Similarly to Mike, while my primary posts have lost much of their political content, my linklog is not exactly devoid of links tagged ‘politics‘. As frustrating as it is to see what I see going on in this country, it’s hard to bother trying to make my voice heard when discourse today never seems to be a rational, respectful discussion of differing points of view — instead, anything that isn’t what we believe is to be damned, vilified, cast out, and exorcised, by any means necessary.
What strikes me as particularly troublesome…is how this incident demonstrates the uncivil demeanor of this country and our relationships with our political opposites. And my definition of civility needs some clarification: I do not mean prudish stuffiness. I mean the treatment of another human being with simple, decent respect, even as you acknowledge with no rancor that your position differs significantly from theirs.
It’s a rather sad commentary on our current culture that as a whole, we’re so intolerant of other viewpoints. There’s nothing wrong with other viewpoints, and neither is there anything wrong with disagreeing with other viewpoints. When we stoop to destroying people in order to destroy their viewpoints, however, there is something seriously, seriously wrong.
Bonus thought experiment that Mike brings up, but that I don’t have time to poke at right now (other than to say that at first blush, I agree with where he’s going):
The Internet is a powerful tool, and it has wired us all up to each other in metamorphosing ways that I still believe our culture hasn’t fully assimilated yet, and perhaps won’t for generations to come.
The Internet allows that intrinsic incivility — that Hatred of the Other — to be both concatenated and ring-led with no lag time or delay. There’s no organizational time needed; all that’s needed is a charismatic figure and its followers.
The Internet has done such great harm to us as a political culture because, viewing it on the much larger scale of societal development (as opposed to human lives), we’ve suddenly become wired up to each other far more quickly than we ever were before.

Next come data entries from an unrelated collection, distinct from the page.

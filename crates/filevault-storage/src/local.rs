use crate::keys::{validate_key, validate_part_number, validate_parts};
use crate::traits::{
    ByteReader, CompletedPart, MultipartUpload, ObjectMeta, ObjectStream, PresignOptions, Storage,
    StorageError, StorageResult,
};
use crate::StorageBackend;
use async_trait::async_trait;
use filevault_core::mime;
use futures::StreamExt;
use hmac::{Hmac, Mac};
use percent_encoding::{utf8_percent_encode, NON_ALPHANUMERIC};
use sha2::{Digest, Sha256};
use std::path::{Path, PathBuf};
use std::time::{Duration, SystemTime, UNIX_EPOCH};
use subtle::ConstantTimeEq;
use tokio::fs;
use tokio::io::{AsyncReadExt, AsyncWriteExt};
use uuid::Uuid;

type HmacSha256 = Hmac<Sha256>;

/// Staging area for multipart sessions, relative to the base path.
const MULTIPART_DIR: &str = ".multipart";
/// Records the key and content type a session was opened for.
const SESSION_FILE: &str = "session";
/// Write-time content types, mirroring the object layout.
const META_DIR: &str = ".meta";
const COPY_CHUNK: usize = 64 * 1024;

/// Operation bound into a local presigned URL.
#[derive(Debug, Clone, Copy, PartialEq, Eq)]
pub enum LocalOperation {
    Put,
    PutPart,
    Get,
}

impl LocalOperation {
    pub fn as_str(&self) -> &'static str {
        match self {
            LocalOperation::Put => "put",
            LocalOperation::PutPart => "put_part",
            LocalOperation::Get => "get",
        }
    }
}

fn unix_now() -> u64 {
    SystemTime::now()
        .duration_since(UNIX_EPOCH)
        .map(|d| d.as_secs())
        .unwrap_or_default()
}

fn encode(value: &str) -> String {
    utf8_percent_encode(value, NON_ALPHANUMERIC).to_string()
}

fn etag_of(hasher: Sha256) -> String {
    format!("\"{}\"", hex::encode(hasher.finalize()))
}

fn same_etag(a: &str, b: &str) -> bool {
    a.trim_matches('"') == b.trim_matches('"')
}

/// Local filesystem storage implementation
///
/// Presigned URLs point at `base_url` and carry an HMAC-SHA256 signature over
/// the operation, key, expiry and operation-specific parameters; whatever
/// serves `base_url` checks them with [`LocalStorage::verify_signature`].
/// Multipart sessions are staged under `.multipart/{upload_id}/` and
/// concatenated on completion. The content type given at write time is kept
/// under `.meta/{key}` and reported by `head` and `get_object`.
#[derive(Clone)]
pub struct LocalStorage {
    base_path: PathBuf,
    base_url: String,
    signing_key: Vec<u8>,
}
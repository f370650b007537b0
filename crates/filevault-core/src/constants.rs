//! Contract constants shared by the orchestrator and its callers.

use std::time::Duration;

/// Lifetime of presigned single-shot and part upload URLs.
pub const UPLOAD_URL_EXPIRY: Duration = Duration::from_secs(3600);

/// Default lifetime of presigned download URLs.
pub const DOWNLOAD_URL_EXPIRY: Duration = Duration::from_secs(900);

/// Longest expiry a caller may request for a download URL (SigV4 ceiling).
pub const MAX_PRESIGN_EXPIRY: Duration = Duration::from_secs(7 * 24 * 3600);

/// Bytes inspected when sniffing the content type of a direct upload.
pub const SNIFF_WINDOW: usize = 512;

/// Multipart part numbers accepted by every backend.
pub const MIN_PART_NUMBER: i32 = 1;
pub const MAX_PART_NUMBER: i32 = 10_000;

/// Default page size for `list_files` when the caller passes 0.
pub const DEFAULT_PAGE_SIZE: i64 = 20;
pub const MAX_PAGE_SIZE: i64 = 1000;
use chrono::{DateTime, Utc};
use serde::{Deserialize, Serialize};
#[cfg(feature = "sqlx")]
use sqlx::FromRow;
use std::fmt;
use std::str::FromStr;
use uuid::Uuid;

/// Upload lifecycle of a file record.
///
/// `pending` is the entry state for direct and presigned single-shot uploads,
/// `uploading` for multipart sessions. Deletion is a soft-delete marker on the
/// record, not a status.
#[derive(Debug, Clone, Copy, PartialEq, Eq, Hash, Serialize, Deserialize)]
#[cfg_attr(feature = "sqlx", derive(sqlx::Type))]
#[cfg_attr(
    feature = "sqlx",
    sqlx(type_name = "file_status", rename_all = "lowercase")
)]
#[serde(rename_all = "lowercase")]
pub enum FileStatus {
    Pending,
    Uploading,
    Completed,
    Failed,
}

impl FileStatus {
    pub fn as_str(&self) -> &'static str {
        match self {
            FileStatus::Pending => "pending",
            FileStatus::Uploading => "uploading",
            FileStatus::Completed => "completed",
            FileStatus::Failed => "failed",
        }
    }

    /// Forward-only transitions. `completed -> completed` is allowed so that a
    /// repeated confirm is idempotent.
    pub fn can_transition_to(&self, next: FileStatus) -> bool {
        use FileStatus::*;
        matches!(
            (self, next),
            (Pending, Uploading)
                | (Pending, Completed)
                | (Pending, Failed)
                | (Uploading, Completed)
                | (Uploading, Failed)
                | (Completed, Completed)
        )
    }
}

impl fmt::Display for FileStatus {
    fn fmt(&self, f: &mut fmt::Formatter<'_>) -> fmt::Result {
        f.write_str(self.as_str())
    }
}

impl FromStr for FileStatus {
    type Err = anyhow::Error;

    fn from_str(s: &str) -> Result<Self, Self::Err> {
        match s {
            "pending" => Ok(FileStatus::Pending),
            "uploading" => Ok(FileStatus::Uploading),
            "completed" => Ok(FileStatus::Completed),
            "failed" => Ok(FileStatus::Failed),
            other => Err(anyhow::anyhow!("Invalid file status: {}", other)),
        }
    }
}

/// A stored file. Bytes live in the storage backend under `storage_key`;
/// this record is the only durable metadata.
#[derive(Debug, Clone, PartialEq, Serialize, Deserialize)]
#[cfg_attr(feature = "sqlx", derive(FromRow))]
pub struct File {
    pub id: Uuid,
    pub name: String,
    pub size: i64,
    pub content_type: String,
    pub storage_key: String,
    pub status: FileStatus,
    pub hash: Option<String>,
    /// Backend multipart session token; empty unless opened via the multipart flow.
    pub upload_id: String,
    pub created_at: DateTime<Utc>,
    pub updated_at: DateTime<Utc>,
    #[serde(skip_serializing_if = "Option::is_none")]
    pub deleted_at: Option<DateTime<Utc>>,
}

impl File {
    pub fn is_multipart(&self) -> bool {
        !self.upload_id.is_empty()
    }

    pub fn is_completed(&self) -> bool {
        self.status == FileStatus::Completed
    }
}

/// Fields supplied when creating a record. Identity and timestamps are assigned
/// by the repository.
#[derive(Debug, Clone)]
pub struct NewFile {
    pub name: String,
    pub size: i64,
    pub content_type: String,
    pub storage_key: String,
    pub status: FileStatus,
    pub upload_id: String,
}

impl NewFile {
    pub fn pending(name: &str, size: i64, content_type: &str, storage_key: &str) -> Self {
        Self {
            name: name.to_string(),
            size,
            content_type: content_type.to_string(),
            storage_key: storage_key.to_string(),
            status: FileStatus::Pending,
            upload_id: String::new(),
        }
    }

    pub fn uploading(
        name: &str,
        size: i64,
        content_type: &str,
        storage_key: &str,
        upload_id: &str,
    ) -> Self {
        Self {
            name: name.to_string(),
            size,
            content_type: content_type.to_string(),
            storage_key: storage_key.to_string(),
            status: FileStatus::Uploading,
            upload_id: upload_id.to_string(),
        }
    }

    /// Materialize into a full record with a fresh identity.
    pub fn into_file(self, now: DateTime<Utc>) -> File {
        File {
            id: Uuid::new_v4(),
            name: self.name,
            size: self.size,
            content_type: self.content_type,
            storage_key: self.storage_key,
            status: self.status,
            hash: None,
            upload_id: self.upload_id,
            created_at: now,
            updated_at: now,
            deleted_at: None,
        }
    }
}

As a species, I don’t think we were sociologically equipped to be hooked up to each other’s beliefs and to handle the combined weight of Internet-scale movements and politically biased memes. I simply don’t believe that as a species we’re going to get an okay handle on this situation, wherein we’ll somehow, someday resort to a situation where we find an easy peace with each other. I think that unless somehow such vitriol and rage falls out of vogue, a possibility I find so small as to be nearly non-existent, we’re going to be culture-warring and meme-warring with each other until the sheer massive neglect of society’s normal business causes something catastrophic to grind us to a halt.
What do we do if the only way to combat this culture of hate is to unplug?